Task prompt: For each line of the material below, give that line again word for word.

Input data:
-=-=-=-=-
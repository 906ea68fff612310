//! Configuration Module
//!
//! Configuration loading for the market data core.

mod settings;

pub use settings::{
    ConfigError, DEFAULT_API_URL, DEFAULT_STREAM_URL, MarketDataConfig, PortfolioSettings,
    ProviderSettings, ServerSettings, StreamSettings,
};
-=-=-=-=-
Response box:
repository 906ea68fff612310
//! Configuration Module
//!
//! Configuration loading for the market data core.

mod settings;

pub use settings::{
    ConfigError, DEFAULT_API_URL, DEFAULT_STREAM_URL, MarketDataConfig, PortfolioSettings,
    ProviderSettings, ServerSettings, StreamSettings,
};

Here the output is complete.